Hela Wedakama ෴ හෙළ වෙදකම

Indigenous Medicine of Sri Lanka (IMSL) "Helawedakama" is a unique heritage of Sri Lanka coming over centuries based on a series of ancient indigenous medical literature handed down from generation to another. In fact, Sri Lanka is proud to claim to be the first country in the world to have established systematic hospitals. Some ancient cities of Sri Lanka; Polonnaruwa, Medirigiriya, Anuradhapura and Mihinthale still have the ruins of what many believe to be the first hospitals in the world.

Even today, Sri Lanka has numerous branches of Indigenous Medicine such as fracture healing (Kedumbidum Wedakama), treatment for snake bites (Sarpavisha Wedakama), eye-treatment (Es Wedakama), psychiatry (Unmada Wedakama), and treatment for abscesses, wounds and cancers (Gedi-Wana-Pilika Wedakama) etc., which are said to be still effective and accepted by the community. Sarartha Samgrahaya, Vatika Prakaranaya, Deshiya Chikitsa Samgrahaya, Bhaissajjya Manjusa, Oushadha Samgraha etc and various Ola Leave Manuscripts are some great available written material related to Sri Lankan indigenous medicine.

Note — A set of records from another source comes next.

//! Graphics replay - deterministic keyframe recording and playback of 3D
//! scene state.
//!
//! A simulation records what its renderer would draw, one keyframe per tick.
//! The resulting log can be saved as a JSON document and played back later,
//! seeking to any keyframe in any order, without re-running the simulation.
//!
//! # Architecture
//!
//! The crate is split into three modules:
//!
//! - `schema`: Keyframe record types, transforms and configuration
//! - `scene`: Interfaces to the simulated scene and the render backend,
//!   plus in-memory implementations of both
//! - `replay`: Recorder, keyframe log, document format and player
//!
//! # Example
//!
//! ```rust,no_run
//! use gfx_replay::{
//!     replay::ReplayManager,
//!     scene::{RenderScene, SceneGraph},
//!     schema::{AssetInfo, ReplayConfig, Transform, Vec3},
//! };
//!
//! let config = ReplayConfig {
//!     enable_save: true,
//!     ..Default::default()
//! };
//! let mut manager = ReplayManager::new(config)?;
//!
//! // Record a falling box
//! let mut scene = SceneGraph::new();
//! let node = scene.add_render_instance(AssetInfo::from_path("box.glb"), Transform::IDENTITY);
//! for tick in 0..60 {
//!     let y = 10.0 - tick as f32 * 0.1;
//!     scene.set_transform(node, Transform::from_translation(Vec3::new(0.0, y, 0.0)))?;
//!     manager.save_keyframe(&scene)?;
//! }
//! manager.write_log_to_document("replay.json")?;
//!
//! // Play it back
//! let mut player = manager.read_log_from_document("replay.json")?;
//! let mut render = RenderScene::new();
//! player.set_keyframe_index(30, &mut render)?;
//! println!("{} instances at keyframe 30", render.len());
//! # Ok::<(), gfx_replay::replay::ReplayError>(())
//! ```

pub mod replay;
pub mod scene;
pub mod schema;

// Re-export commonly used types
pub use replay::{KeyframeLog, Player, Recorder, ReplayError, ReplayManager};
pub use schema::{Keyframe, ReplayConfig, Transform};
use crate::buffers::GeometryBuffers;
use crate::gpu::GpuContext;
use crate::math;
use crate::params::TransformParameters;
use crate::shader::{Program, ProgramError, ProgramTarget};

pub const DEPTH_FORMAT: wgpu::TextureFormat = wgpu::TextureFormat::Depth32Float;

/// Offset that moves the letter's top-left front corner to its centre.
pub const RECENTER: [f32; 3] = [-50.0, -75.0, 0.0];

/// Tunables of the frame loop. Defaults reproduce the stock animation.
#[derive(Clone, Copy, Debug, PartialEq)]
pub struct RendererConfig {
    /// Radians added to `angle_y` every frame. Zero pins the rotation.
    pub angle_step: f32,
    pub fov_degrees: f32,
    pub near: f32,
    pub far: f32,
    pub clear_color: wgpu::Color,
}

impl Default for RendererConfig {
    fn default() -> Self {
        Self {
            angle_step: 0.01,
            fov_degrees: 45.0,
            near: 1.0,
            far: 1000.0,
            clear_color: wgpu::Color {
                r: 0.0,
                g: 0.1,
                b: 0.0,
                a: 1.0,
            },
        }
    }
}

/// Build the full clip-space transform for `params`.
///
/// The running matrix is multiplied on the right in this exact order:
/// projection, corner shear, translate, rotate X, rotate Y, rotate Z, scale,
/// recenter. Returns `None` if the projection is degenerate.
pub fn compose_transform(
    params: &TransformParameters,
    aspect: f32,
    config: &RendererConfig,
) -> Option<Mat4> {
    let m = math::perspective(config.fov_degrees, aspect, config.near, config.far)?;
    let m = math::multiply(m, math::CORNER_SHEAR);
    let m = math::translate(m, params.x, params.y, params.z);
    let m = math::x_rotate(m, params.angle_x);
    let m = math::y_rotate(m, params.angle_y);
    let m = math::z_rotate(m, params.angle_z);
    let m = math::scale(m, params.sx, params.sy, params.sz);
    let m = math::translate(m, RECENTER[0], RECENTER[1], RECENTER[2]);
    Some(m)
}
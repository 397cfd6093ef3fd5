use clap::Parser;

use letterspin::{AppConfig, RendererConfig, TransformParameters};

/// Spin a colourful extruded "F" in a window.
///
/// Tab / Shift+Tab picks a parameter, Up/Down and PageUp/PageDown change it,
/// R resets, Escape quits.
#[derive(Parser, Debug)]
#[command(version, about)]
struct Args {
    /// Window title
    #[arg(long, default_value = "Letterspin")]
    title: String,

    /// Window width in logical pixels
    #[arg(long, default_value_t = 800)]
    width: u32,

    /// Window height in logical pixels
    #[arg(long, default_value_t = 600)]
    height: u32,

    #[arg(long, default_value_t = 0.0, allow_negative_numbers = true)]
    x: f32,

    #[arg(long, default_value_t = 0.0, allow_negative_numbers = true)]
    y: f32,

    #[arg(long, default_value_t = -400.0, allow_negative_numbers = true)]
    z: f32,

    #[arg(long, default_value_t = 1.0, allow_negative_numbers = true)]
    sx: f32,

    #[arg(long, default_value_t = 1.0, allow_negative_numbers = true)]
    sy: f32,

    #[arg(long, default_value_t = 1.0, allow_negative_numbers = true)]
    sz: f32,

    /// Rotation about X in radians
    #[arg(long, default_value_t = 0.0, allow_negative_numbers = true)]
    angle_x: f32,

    /// Starting rotation about Y in radians
    #[arg(long, default_value_t = 0.0, allow_negative_numbers = true)]
    angle_y: f32,

    /// Rotation about Z in radians
    #[arg(long, default_value_t = 0.0, allow_negative_numbers = true)]
    angle_z: f32,

    /// Radians added to the Y rotation every frame
    #[arg(long, default_value_t = 0.01, allow_negative_numbers = true)]
    angle_step: f32,

    /// Keep the Y rotation fixed
    #[arg(long)]
    no_rotate: bool,
}

impl Args {
    fn into_config(self) -> AppConfig {
        let params = TransformParameters {
            x: self.x,
            y: self.y,
            z: self.z,
            sx: self.sx,
            sy: self.sy,
            sz: self.sz,
            angle_x: self.angle_x,
            angle_y: self.angle_y,
            angle_z: self.angle_z,
        };
        let renderer = RendererConfig {
            angle_step: if self.no_rotate { 0.0 } else { self.angle_step },
            ..Default::default()
        };

        AppConfig::new()
            .title(self.title)
            .size(self.width, self.height)
            .params(params)
            .renderer(renderer)
    }
}

fn main() -> anyhow::Result<()> {
    env_logger::Builder::from_env(env_logger::Env::default().default_filter_or("info")).init();

    let args = Args::parse();
    log::debug!("{:?}", args);
    letterspin::run_with_config(args.into_config())
}

#[cfg(test)]
mod tests {
    use super::*;

    #[test]
    fn defaults_match_stock_scene() {
        let config = Args::parse_from(["letterspin"]).into_config();
        assert_eq!(config.params, TransformParameters::default());
        assert_eq!(config.renderer, RendererConfig::default());
        assert_eq!((config.width, config.height), (800, 600));
    }

    #[test]
    fn negative_values_and_clamping() {
        let args = Args::parse_from(["letterspin", "--x", "-20", "--z", "250", "--no-rotate"]);
        let config = args.into_config();
        assert_eq!(config.params.x, -20.0);
        assert_eq!(config.params.z, 0.0);
        assert_eq!(config.renderer.angle_step, 0.0);
    }
}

In addition, there are many valuable medicine, treatment methods, beliefs and techniques in some families coming from generations which are still un-documented. At present, Sri Lanka has more than 8000 of Indigenous physicians registered at Ayurveda Medical Council of Sri Lanka, country wide. Many of them have been assigned in Provincial Ayurveda hospitals. Some of the physicians treat emerging health issues like cancers and chronic kidney diseases of unknown origin (CKDu) successfully since recent past in Ayurveda Teaching Hospitals (03), Ayurveda Research Hospitals (04), Provincial Ayurveda Hospitals (56) and Ayurveda Central Dispensaries (208). At present, Sri Lanka has more than 8000 traditional physicians registered at Sri Lankan Ayurveda Medical Council country wide.

History of Hela Wedakama

Sri Lanka developed its own Ayurvedic system based on a series of prescriptions handed down from generation to generation over a period of 3,000 years. The ancient kings, who were also prominent physicians, sustained its survival and longevity. King Buddhadasa (398 AD), the most influential of these physicians, wrote the obtain the permit prior to start treatments for the patients or prior to starting making medicines according to the ancient traditions.

Ancient inscriptions on rock surfaces reveal that organized medical services have existed within the country for centuries. In fact, Sri Lanka claims to be the first country in the world to have established dedicated hospitals with the capability of performing surgeries even for the animals. The Sri Lankan mountain Mihintale still has the ruins of what many believe to be the first hospital in the world. Old hospital sites now attract tourists. These places have come to symbolize a traditional sense of healing and care, which was so prevalent at that time.

Ayurvedic physicians had historically benefited from royal patronage which in turn endowed them with prestige in the island's social hierarchy. From this legacy stems a well-known Sri Lankan saying: "If you cannot be a king, become a healer." Traditional medicine had largely died out in Sri Lanka with the advent and ravages of European colonialism and the growth in popularity of prescription drugs. In recent years, however, increasing numbers of tourists have been seeking out alternative remedies to persistent chronic ailments in traditional Sri Lankan medicine, among other things. In addition, along with Buddhism and other things made objects of nationalism, āyurveda continues to influence democratic politics and general political discourse in present-day Sri Lanka.